When you picture the quintessential American dog, chances are that you’re thinking of either a Labrador or a Golden Retriever. There’s good reason for that, as both breeds are wonderful with almost no negative qualities, making them both excellent for owners of any experience level.
Let’s look specifically at Golden Retrievers. Are they good for first-time owners? Is there anything that new dog owners should watch out for with this breed? Is there any other breed that might be more suitable for certain people?
We’ll answer all these questions and more here.
Are Golden Retrievers Good for Novice Dog Owners?
You could make a strong case that not only are Golden Retrievers good for first-time dog owners, but they may also be the best breed for newbies.

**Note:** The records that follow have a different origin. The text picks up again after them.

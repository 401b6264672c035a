//! Generic phrases (prepositional, adjective, adverb) and the list helper
//! every other phrase helper uses.

use super::SyntaxProcessor;
use crate::schema::category::{LexicalCategory, PhraseCategory};
use crate::schema::element::{Element, HasFeatures, InflectedWord, PhraseElement};
use crate::schema::features::{DiscourseFunction, Feature};

pub(super) fn realise(syntax: &SyntaxProcessor<'_>, mut phrase: PhraseElement) -> Element {
    let mut out = Vec::new();
    realise_list(
        syntax,
        &mut out,
        std::mem::take(&mut phrase.premodifiers),
        DiscourseFunction::PreModifier,
    );
    realise_head(syntax, &mut phrase, &mut out);
    realise_complements(syntax, &mut phrase, &mut out);
    realise_list(
        syntax,
        &mut out,
        std::mem::take(&mut phrase.postmodifiers),
        DiscourseFunction::PostModifier,
    );
    Element::list(out)
}

fn realise_head(syntax: &SyntaxProcessor<'_>, phrase: &mut PhraseElement, out: &mut Vec<Element>) {
    let Some(mut head) = phrase.head.take().map(|h| *h) else {
        return;
    };
    if let Some(value) = phrase.feature(Feature::IsComparative).cloned() {
        head.set_feature(Feature::IsComparative, value);
    } else if let Some(value) = phrase.feature(Feature::IsSuperlative).cloned() {
        head.set_feature(Feature::IsSuperlative, value);
    }
    if let Some(mut head) = syntax.realise(head) {
        head.set_function(DiscourseFunction::Head);
        out.push(head);
    }
}

/// Complements are joined with "and".
fn realise_complements(syntax: &SyntaxProcessor<'_>, phrase: &mut PhraseElement, out: &mut Vec<Element>) {
    let mut first = true;
    for complement in std::mem::take(&mut phrase.complements) {
        let Some(mut current) = syntax.realise(complement) else {
            continue;
        };
        current.set_function(DiscourseFunction::Complement);
        if !first {
            out.push(InflectedWord::new("and", LexicalCategory::Conjunction).into());
        }
        first = false;
        out.push(current);
    }
}

/// Realise `elements` under one discourse function and append them as a
/// single list, if any survive.
pub(super) fn realise_list(
    syntax: &SyntaxProcessor<'_>,
    out: &mut Vec<Element>,
    elements: Vec<Element>,
    function: DiscourseFunction,
) {
    let mut realised = Vec::new();
    for element in elements {
        let appositive = element.flag(Feature::Appositive);
        if let Some(mut current) = syntax.realise(element) {
            current.set_function(function);
            if appositive {
                current.set(Feature::Appositive, true);
            }
            realised.push(current);
        }
    }
    if !realised.is_empty() {
        out.push(Element::list(realised));
    }
}

/// A clause whose only subject is the expletive "there".
pub fn is_expletive_subject(phrase: &PhraseElement) -> bool {
    match phrase.subjects.as_slice() {
        [subject] if subject.is_phrase(PhraseCategory::NounPhrase) => {
            subject.flag(Feature::ExpletiveSubject)
        }
        [Element::Canned(text)] if text.category == PhraseCategory::CannedText.into() => {
            text.text.trim_matches(' ').eq_ignore_ascii_case("there")
        }
        _ => false,
    }
}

These dogs are loyal, affectionate, obedient, and easygoing, with few behavioral problems. You don’t need to be a seasoned dog trainer to get your Golden to obey your every command, and they’re happiest when they’re with you, which will likely satisfy the desire for companionship that led you to get a dog in the first place.
They’re eager to learn, so they’ll quickly soak up any obedience training that you offer them. Unlike certain stubborn breeds (such as Bulldogs and Huskies), they won’t test you during training, as their only objective is to please their owners.
While no dog breed can be said to be completely safe, Golden Retrievers are not known for being prone to aggression. In fact, according to the American Temperament Test Society, Golden Retrievers passed aggression tests at an 85.6% clip.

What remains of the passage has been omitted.